Ax is one of 15 students in professor Robert Gershon’s communication class who are taking action against bullying. The topic for the documentary was brought to them by professor Lillian Jackson’s Senior Social Work class.  The two classes are working together to make a film they hope will create state laws against bullying.  The final documentary will include facts, interviews and true stories of students who have experienced bullying first-hand.

 “The thing that video does well is that we can bring important issues to people who would otherwise not have the chance to see,” Gershon said.

According to Gershon, bullying is a prominent problem and video is a powerful way to make people aware of what is going on in schools today. The documentary is designed for educational purposes and to change in the way bullying is handled, students said.

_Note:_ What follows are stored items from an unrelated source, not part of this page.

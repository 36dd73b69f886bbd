use importer_core::{plain_text, Block, BlockKind, RichText};
use importer_logging::importer_debug;

const INDENT: &str = "    ";

pub trait Converter: Send + Sync {
    fn to_markdown(&self, blocks: &[Block]) -> String;
}

/// Renders a block tree as Markdown, depth first with siblings in source order.
///
/// Block types without a Markdown form fall back to their raw text, or are
/// dropped when they carry none. Conversion itself cannot fail.
#[derive(Debug, Default, Clone, Copy)]
pub struct MarkdownConverter;

impl Converter for MarkdownConverter {
    fn to_markdown(&self, blocks: &[Block]) -> String {
        render_siblings(blocks).trim().to_string()
    }
}

#[derive(Debug, Clone, Copy, PartialEq, Eq)]
enum ListFamily {
    Bullet,
    Ordered,
}

fn list_family(kind: &BlockKind) -> Option<ListFamily> {
    match kind {
        BlockKind::BulletedListItem { .. } | BlockKind::ToDo { .. } => Some(ListFamily::Bullet),
        BlockKind::NumberedListItem { .. } => Some(ListFamily::Ordered),
        _ => None,
    }
}

fn render_siblings(blocks: &[Block]) -> String {
    let mut out = String::new();
    let mut prev_family: Option<ListFamily> = None;
    let mut ordinal = 0usize;

    for block in blocks {
        let family = list_family(&block.kind);
        let next = if family == Some(ListFamily::Ordered) && prev_family == Some(ListFamily::Ordered)
        {
            ordinal + 1
        } else {
            1
        };

        // Skipped blocks leave the running list untouched.
        let Some(rendered) = render_block(block, next) else {
            continue;
        };
        ordinal = next;

        if !out.is_empty() {
            if family.is_some() && family == prev_family {
                out.push('\n');
            } else {
                out.push_str("\n\n");
            }
        }
        out.push_str(&rendered);
        prev_family = family;
    }
    out
}

fn render_block(block: &Block, ordinal: usize) -> Option<String> {
    let rendered = match &block.kind {
        BlockKind::Paragraph { text } => {
            let text = render_rich_text(text);
            if text.is_empty() && block.children.is_empty() {
                return None;
            }
            with_children_after(text, &block.children)
        }
        BlockKind::Heading { level, text } => {
            let marker = "#".repeat(usize::from((*level).clamp(1, 3)));
            with_children_after(
                format!("{marker} {}", render_rich_text(text)),
                &block.children,
            )
        }
        BlockKind::BulletedListItem { text } => {
            list_item(format!("- {}", render_rich_text(text)), &block.children)
        }
        BlockKind::NumberedListItem { text } => list_item(
            format!("{ordinal}. {}", render_rich_text(text)),
            &block.children,
        ),
        BlockKind::ToDo { text, checked } => {
            let mark = if *checked { "x" } else { " " };
            list_item(
                format!("- [{mark}] {}", render_rich_text(text)),
                &block.children,
            )
        }
        BlockKind::Quote { text } => quoted(render_rich_text(text), &block.children),
        BlockKind::Callout { text, emoji } => {
            let text = render_rich_text(text);
            let head = match emoji {
                Some(e) => format!("{e} {text}"),
                None => text,
            };
            quoted(head, &block.children)
        }
        BlockKind::Toggle { text } => {
            let summary = format!("<details>\n<summary>{}</summary>", render_rich_text(text));
            let inner = render_siblings(&block.children);
            if inner.is_empty() {
                format!("{summary}\n</details>")
            } else {
                format!("{summary}\n\n{inner}\n</details>")
            }
        }
        BlockKind::Code { text, language } => {
            let language = match language.as_str() {
                "plain text" => "text",
                other => other,
            };
            format!("```{language}\n{}\n```", plain_text(text))
        }
        BlockKind::Equation { expression } => format!("$$\n{expression}\n$$"),
        BlockKind::Divider => "---".to_string(),
        BlockKind::Image { url, caption } => {
            format!("![{}]({url})", plain_text(caption))
        }
        BlockKind::Bookmark { url, caption } => {
            let label = plain_text(caption);
            let label = if label.trim().is_empty() { url.clone() } else { label };
            format!("[{label}]({url})")
        }
        BlockKind::ChildPage { title } => format!("**{title}**"),
        BlockKind::Table { .. } => render_table(&block.children)?,
        BlockKind::TableRow { cells } => table_row(cells),
        BlockKind::ColumnList | BlockKind::Column => {
            let inner = render_siblings(&block.children);
            if inner.is_empty() {
                return None;
            }
            inner
        }
        BlockKind::Unsupported { kind, text } => {
            importer_debug!("no markdown form for block {} of type {}", block.id, kind);
            let rendered = with_children_after(text.trim().to_string(), &block.children);
            if rendered.is_empty() {
                return None;
            }
            rendered
        }
    };
    Some(rendered)
}

fn with_children_after(head: String, children: &[Block]) -> String {
    let inner = render_siblings(children);
    if inner.is_empty() {
        head
    } else if head.is_empty() {
        inner
    } else {
        format!("{head}\n\n{inner}")
    }
}

fn list_item(head: String, children: &[Block]) -> String {
    let inner = render_siblings(children);
    if inner.is_empty() {
        head
    } else {
        format!("{head}\n{}", indent(&inner))
    }
}

fn quoted(head: String, children: &[Block]) -> String {
    let inner = render_siblings(children);
    let body = if inner.is_empty() {
        head
    } else {
        format!("{head}\n{inner}")
    };
    body.lines()
        .map(|line| {
            if line.is_empty() {
                ">".to_string()
            } else {
                format!("> {line}")
            }
        })
        .collect::<Vec<_>>()
        .join("\n")
}

fn indent(text: &str) -> String {
    text.lines()
        .map(|line| {
            if line.is_empty() {
                String::new()
            } else {
                format!("{INDENT}{line}")
            }
        })
        .collect::<Vec<_>>()
        .join("\n")
}

/// Pipe table; the first row always serves as the header row.
fn render_table(rows: &[Block]) -> Option<String> {
    let rows: Vec<&Vec<Vec<RichText>>> = rows
        .iter()
        .filter_map(|row| match &row.kind {
            BlockKind::TableRow { cells } => Some(cells),
            _ => None,
        })
        .collect();
    let (header, body) = rows.split_first()?;

    let mut lines = vec![table_row(header)];
    lines.push(format!("|{}", " --- |".repeat(header.len().max(1))));
    lines.extend(body.iter().map(|cells| table_row(cells)));
    Some(lines.join("\n"))
}

fn table_row(cells: &[Vec<RichText>]) -> String {
    let cells: Vec<String> = cells
        .iter()
        .map(|cell| {
            render_rich_text(cell)
                .replace('|', "\\|")
                .replace('\n', "<br>")
        })
        .collect();
    format!("| {} |", cells.join(" | "))
}

pub(crate) fn render_rich_text(spans: &[RichText]) -> String {
    spans.iter().map(render_span).collect()
}

fn render_span(span: &RichText) -> String {
    let text = span.plain_text.as_str();
    let core = text.trim();
    if core.is_empty() {
        return text.to_string();
    }
    let lead = &text[..text.len() - text.trim_start().len()];
    let trail = &text[text.trim_end().len()..];

    let a = &span.annotations;
    let mut out = core.to_string();
    if a.code {
        out = format!("`{out}`");
    }
    if a.strikethrough {
        out = format!("~~{out}~~");
    }
    if a.italic {
        out = format!("_{out}_");
    }
    if a.bold {
        out = format!("**{out}**");
    }
    if let Some(href) = &span.href {
        out = format!("[{out}]({href})");
    }
    format!("{lead}{out}{trail}")
}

The education department has expressed interest in showing the documentary to future classes comprised of future teachers.

“The Vermont Department of Education has reconstituted a council this year on bullying.  They have pretty strong policies for the school systems on harassment, which includes bullying, but the bullying one is very weak,” Jackson said.

In Vermont there are county laws against bullying, but there are no state laws, causing a lot of bullying issues to be brushed aside or not handled effectively, Jackson said.

The documentary, expected to be complete in December, will be shown to the council in hopes of creating a law that the entire state will have to abide by.  According to Jackson, having a written law about what bullying is and how to deal with it will help schools know the course of action to take and to make it clear that it is a serious issue. 

“I mean, who doesn’t know someone who’s been bullied?”  said Tom Ferrullo, another documentary workshop student.